[Task to carry out]:
Review the listing and copy each line that holds the word "impl".

[Provided records]:
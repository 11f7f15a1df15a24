pub mod review;
pub mod settings;
pub mod stats;
pub mod verses;

use axum::http::StatusCode;
use axum::routing::{get, post};
use axum::{Json, Router, extract::State};
use chrono::{DateTime, Utc};
use serde::Serialize;
use tower_http::trace::TraceLayer;

use crate::db::{self, DbPool, LogOnError};

pub use review::{due_verses, submit_review};
pub use settings::{show_settings, update_settings};
pub use stats::stats;
pub use verses::{list_verses, track_verse, untrack_verse, verse_detail};

/// JSON error body shared by all handlers
#[derive(Serialize)]
pub struct ErrorBody {
  pub error: String,
}

pub(crate) type ApiError = (StatusCode, Json<ErrorBody>);

pub(crate) fn bad_request(msg: impl Into<String>) -> ApiError {
  (StatusCode::BAD_REQUEST, Json(ErrorBody { error: msg.into() }))
}

pub(crate) fn not_found(msg: impl Into<String>) -> ApiError {
  (StatusCode::NOT_FOUND, Json(ErrorBody { error: msg.into() }))
}

pub(crate) fn conflict(msg: impl Into<String>) -> ApiError {
  (StatusCode::CONFLICT, Json(ErrorBody { error: msg.into() }))
}

pub(crate) fn db_unavailable() -> ApiError {
  (
    StatusCode::SERVICE_UNAVAILABLE,
    Json(ErrorBody {
      error: "database unavailable".to_string(),
    }),
  )
}

pub(crate) fn internal(e: impl std::fmt::Display) -> ApiError {
  tracing::error!("request failed: {}", e);
  (
    StatusCode::INTERNAL_SERVER_ERROR,
    Json(ErrorBody {
      error: e.to_string(),
    }),
  )
}

pub fn router(pool: DbPool) -> Router {
  Router::new()
    .route("/", get(index))
    .route("/due", get(review::due_verses))
    .route("/review", post(review::submit_review))
    .route("/verses", get(verses::list_verses).post(verses::track_verse))
    .route("/verses/{id}", get(verses::verse_detail).delete(verses::untrack_verse))
    .route("/stats", get(stats::stats))
    .route("/settings", get(settings::show_settings).post(settings::update_settings))
    .layer(TraceLayer::new_for_http())
    .with_state(pool)
}

#[derive(Serialize)]
pub struct IndexResponse {
  pub due_count: i64,
  pub total_tracked: i64,
  pub reviews_today: i64,
  pub next_due: Option<DateTime<Utc>>,
  pub active_profile: &'static str,
}

pub async fn index(State(pool): State<DbPool>) -> Result<Json<IndexResponse>, ApiError> {
  let conn = db::try_lock(&pool).map_err(|_| db_unavailable())?;
  let now = Utc::now();

  let due_count = db::get_due_count(&conn, now).map_err(internal)?;
  let total_tracked = db::get_total_tracked(&conn).map_err(internal)?;
  let reviews_today = db::count_reviews_on(&conn, now).log_warn_default("count reviews today");

  // Only meaningful when nothing is waiting
  let next_due = if due_count == 0 {
    db::get_next_due_time(&conn).log_warn("next due time").flatten()
  } else {
    None
  };

  Ok(Json(IndexResponse {
    due_count,
    total_tracked,
    reviews_today,
    next_due,
    active_profile: db::get_active_profile(&conn).name,
  }))
}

[Result for this task]:
pub(crate) fn bad_request(msg: impl Into<String>) -> ApiError {
pub(crate) fn not_found(msg: impl Into<String>) -> ApiError {
pub(crate) fn conflict(msg: impl Into<String>) -> ApiError {
pub(crate) fn internal(e: impl std::fmt::Display) -> ApiError {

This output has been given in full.